• [Excerpts from a dataset]:
//! Add(A, B): elementwise sum, with an explicit row-broadcast mode for
//! adding a bias-shaped right operand to every row of a batched left
//! operand. Backward passes the incoming gradient through unchanged on
//! the left; on a broadcast right it sums the gradient down to the
//! bias shape along the batch dimension first.

use crate::kernel;
use crate::shape::{Shape, ShapeError, ShapeResult};

pub struct Add {
    rows: usize,
    cols: usize,
    broadcast_right: bool,
}

impl Add {
    /// Plain elementwise add: both operands share `shape`.
    pub fn elementwise(left: &Shape, right: &Shape) -> ShapeResult<(Self, Shape)> {
        left.require_same_as(right, "Add")?;
        let dims = left.dims();
        let (rows, cols) = match dims.len() {
            1 => (1, dims[0]),
            2 => (dims[0], dims[1]),
            _ => (1, left.stride()),
        };
        Ok((
            Add {
                rows,
                cols,
                broadcast_right: false,
            },
            left.clone(),
        ))
    }

    /// Row-broadcast add: `left` is `[rows, cols]`, `right` is `[cols]`
    /// (or `[1, cols]`) and is replicated across `rows` before summing.
    pub fn row_broadcast(left: &Shape, right: &Shape) -> ShapeResult<(Self, Shape)> {
        left.require_rank(2, "Add (row-broadcast left)")?;
        let dims = left.dims();
        let (rows, cols) = (dims[0], dims[1]);
        let right_len = right.stride();
        if right_len != cols {
            return Err(ShapeError::Mismatch {
                context: "Add (row-broadcast right)",
                expected: Shape::new(vec![cols]),
                found: right.clone(),
            });
        }
        Ok((
            Add {
                rows,
                cols,
                broadcast_right: true,
            },
            left.clone(),
        ))
    }

    pub(crate) fn forward(&self, left: &[f32], right: &[f32]) -> Vec<f32> {
        if self.broadcast_right {
            let broadcast = kernel::broadcast_rows(right, self.rows);
            kernel::add(left, &broadcast)
        } else {
            kernel::add(left, right)
        }
    }

    pub(crate) fn backward_left(&self, grad_out: &[f32]) -> Vec<f32> {
        grad_out.to_vec()
    }

    pub(crate) fn backward_right(&self, grad_out: &[f32]) -> Vec<f32> {
        if self.broadcast_right {
            kernel::sum_rows(grad_out, self.rows, self.cols)
        } else {
            grad_out.to_vec()
        }
    }
}
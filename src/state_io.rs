//! Save/load Variable storage (the only persisted state the core defines,
//! per §6: "purely the Variable float arrays, row-major, shape as
//! declared") to/from JSON files.

use crate::context::ExecutionContext;
use crate::operation::{OperationId, OperationKind};
use serde::{Deserialize, Serialize};
use std::fs::File;
use std::io::{BufReader, BufWriter};
use std::path::Path;

/// Serializable snapshot of one Variable's persistent storage.
#[derive(Serialize, Deserialize)]
pub struct VariableState {
    pub name: Option<String>,
    pub shape: Vec<usize>,
    pub data: Vec<f32>,
}

impl ExecutionContext {
    /// Snapshot every registered Variable's storage, in registration order.
    pub fn state_dict(&self) -> Vec<VariableState> {
        self.variable_ids()
            .map(|id| {
                let (name, shape, data) = self.variable_snapshot(id);
                VariableState { name, shape, data }
            })
            .collect()
    }

    /// Overwrite each registered Variable's storage from a snapshot
    /// produced by [`ExecutionContext::state_dict`], in order. Topology and
    /// per-variable shape mismatches are a programmer error (the graph must
    /// match the one the snapshot was taken from) and panic rather than
    /// silently truncate or pad: a variable-count mismatch panics here
    /// before any variable is touched, and a per-variable length mismatch
    /// panics inside `Variable::restore`.
    pub fn load_state_dict(&mut self, states: &[VariableState]) {
        assert_eq!(
            states.len(),
            self.layer_count(),
            "state dict has {} variables, graph has {}",
            states.len(),
            self.layer_count()
        );
        for (id, state) in self.variable_ids().zip(states) {
            self.restore_variable(id, state);
        }
    }

    fn variable_ids(&self) -> impl Iterator<Item = OperationId> + '_ {
        (0..self.layer_count()).map(|layer| self.root_id(layer))
    }
}

/// Save a context's Variable state to a JSON file.
pub fn save_state_dict(path: impl AsRef<Path>, states: &[VariableState]) -> std::io::Result<()> {
    let f = File::create(path)?;
    let w = BufWriter::new(f);
    serde_json::to_writer(w, states).map_err(|e| std::io::Error::new(std::io::ErrorKind::InvalidData, e))
}

/// Load Variable state previously written by [`save_state_dict`].
pub fn load_state_dict(path: impl AsRef<Path>) -> std::io::Result<Vec<VariableState>> {
    let f = File::open(path)?;
    let r = BufReader::new(f);
    serde_json::from_reader(r).map_err(|e| std::io::Error::new(std::io::ErrorKind::InvalidData, e))
}

#[cfg(test)]
mod tests {
    use super::*;
    use crate::optimizer::SGD;
    use crate::shape::Shape;

    #[test]
    fn round_trips_through_state_dict() {
        let mut ctx = ExecutionContext::new(None);
        ctx.variable(Some("w"), vec![1.0, 2.0], Shape::new(vec![2]), Box::new(SGD::new(0.1)))
            .unwrap();
        let saved = ctx.state_dict();
        assert_eq!(saved.len(), 1);
        assert_eq!(saved[0].data, vec![1.0, 2.0]);
        assert_eq!(saved[0].name.as_deref(), Some("w"));

        let mut restored = ExecutionContext::new(None);
        restored
            .variable(Some("w"), vec![0.0, 0.0], Shape::new(vec![2]), Box::new(SGD::new(0.1)))
            .unwrap();
        restored.load_state_dict(&saved);
        assert_eq!(restored.variable_data(0), &[1.0, 2.0]);
    }

    #[test]
    #[should_panic(expected = "state dict has 2 variables, graph has 1")]
    fn load_state_dict_panics_on_variable_count_mismatch() {
        let mut ctx = ExecutionContext::new(None);
        ctx.variable(Some("w"), vec![1.0, 2.0], Shape::new(vec![2]), Box::new(SGD::new(0.1)))
            .unwrap();
        let mismatched = vec![
            VariableState { name: Some("w".to_string()), shape: vec![2], data: vec![1.0, 2.0] },
            VariableState { name: Some("b".to_string()), shape: vec![1], data: vec![0.0] },
        ];
        ctx.load_state_dict(&mismatched);
    }
}
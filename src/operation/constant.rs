//! Constant: a registered leaf like `Variable` but with no optimizer - it
//! never receives a gradient. May be bound to an [`InputSource`] so its
//! data refreshes every step (the usual way input matrices and labels
//! enter the graph); otherwise it holds fixed data for the context's
//! lifetime (zeros, identity matrices, test fixtures).

use crate::input::InputSource;
use crate::shape::Shape;

pub struct Constant {
    pub(crate) data: Vec<f32>,
    pub(crate) shape: Shape,
    source: Option<Box<dyn InputSource>>,
}

impl Constant {
    pub fn new(data: Vec<f32>, shape: Shape) -> Self {
        debug_assert_eq!(data.len(), shape.stride());
        Constant {
            data,
            shape,
            source: None,
        }
    }

    pub fn from_source(mut source: Box<dyn InputSource>, shape: Shape) -> Self {
        let (data, actual_shape) = source.next_batch();
        debug_assert_eq!(actual_shape.stride(), shape.stride());
        Constant {
            data,
            shape,
            source: Some(source),
        }
    }

    pub fn shape(&self) -> &Shape {
        &self.shape
    }

    pub fn data(&self) -> &[f32] {
        &self.data
    }

    pub(crate) fn forward(&mut self) -> (Vec<f32>, Shape) {
        if let Some(source) = self.source.as_mut() {
            let (data, shape) = source.next_batch();
            self.data = data;
            self.shape = shape;
        }
        (self.data.clone(), self.shape.clone())
    }
}
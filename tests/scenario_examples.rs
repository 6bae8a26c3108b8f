//! Concrete numeric scenarios from §8 not already covered by unit tests
//! in `kernel`, `optimizer::adam`, or `optimizer::amsgrad`.

use tensorgraph::{ExecutionContext, Shape, SGD};

const TOL: f32 = 1e-3;

fn close(a: f32, b: f32) -> bool {
    (a - b).abs() < TOL
}

#[test]
fn softmax_cross_entropy_training_mode_forwards_null_and_backward_matches_closed_form() {
    let mut ctx = ExecutionContext::new(None);
    // `predicted` carries lr=1 so its post-step delta recovers the raw
    // gradient exactly: theta_new = theta_old - 1*grad => grad = old - new.
    let predicted = ctx
        .variable(Some("predicted"), vec![2.0, 1.0, 0.0], Shape::new(vec![1, 3]), Box::new(SGD::new(1.0)))
        .unwrap();
    let expected = ctx.constant(vec![1.0, 0.0, 0.0], Shape::new(vec![1, 3])).unwrap();
    ctx.softmax_cross_entropy(predicted, expected, true).unwrap();
    ctx.initialize_execution().unwrap();

    let handles = ctx.execute_forward_propagation().unwrap();
    assert_eq!(handles.len(), 1);
    assert!(handles[0].is_null(), "training-mode forward must not materialize the scalar loss");
    assert!(ctx.get_memory_buffer(handles[0]).is_err());

    let before = ctx.variable_data(predicted).to_vec();
    ctx.execute_backward_propagation().unwrap();
    let after = ctx.variable_data(predicted).to_vec();

    let grad: Vec<f32> = before.iter().zip(&after).map(|(b, a)| b - a).collect();
    let expected_grad = [-0.33, 0.245, 0.090];
    for (g, e) in grad.iter().zip(&expected_grad) {
        assert!(close(*g, *e), "got {grad:?} expected ~{expected_grad:?}");
    }
}

#[test]
fn one_layer_leaky_relu_network_matches_closed_form_sgd_step() {
    let mut ctx = ExecutionContext::new(None);
    let w = ctx
        .variable(Some("w"), vec![1.0, 1.0, 1.0, 1.0], Shape::new(vec![2, 2]), Box::new(SGD::new(0.01)))
        .unwrap();
    let x = ctx.constant(vec![1.0, 1.0, 1.0, 1.0], Shape::new(vec![2, 2])).unwrap();
    let mult = ctx.multiplication(w, x).unwrap();

    let b = ctx
        .variable(Some("b"), vec![0.0, 0.0], Shape::new(vec![2]), Box::new(SGD::new(0.01)))
        .unwrap();
    let bias = ctx.broadcast_bias(b, 2).unwrap();

    let pre_activation = ctx.add(mult, bias).unwrap();
    let y = ctx.leaky_relu(pre_activation, 0.01).unwrap();
    ctx.initialize_execution().unwrap();

    let handles = ctx.execute_forward_propagation().unwrap();
    assert_eq!(handles.len(), 1);
    let output = ctx.get_memory_buffer(handles[0]).unwrap();
    assert_eq!(output, &[2.0, 2.0, 2.0, 2.0]);

    // MSE against an all-zero target, dL/dY = 2*(Y-T)/n with n = 4.
    ctx.deliver_external_gradient(y, vec![1.0, 1.0, 1.0, 1.0]);
    ctx.execute_backward_propagation().unwrap();

    let w_after = ctx.variable_data(w);
    for v in w_after {
        assert!(close(*v, 0.98), "w={w_after:?}");
    }
    let b_after = ctx.variable_data(b);
    for v in b_after {
        assert!(close(*v, -0.02), "b={b_after:?}");
    }
}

• [PROBLEM TO WORK ON]: Across the data above, count every line with "optimizer" in it and write only the total.

• [RESPONSE TO THIS EXERCISE]: 3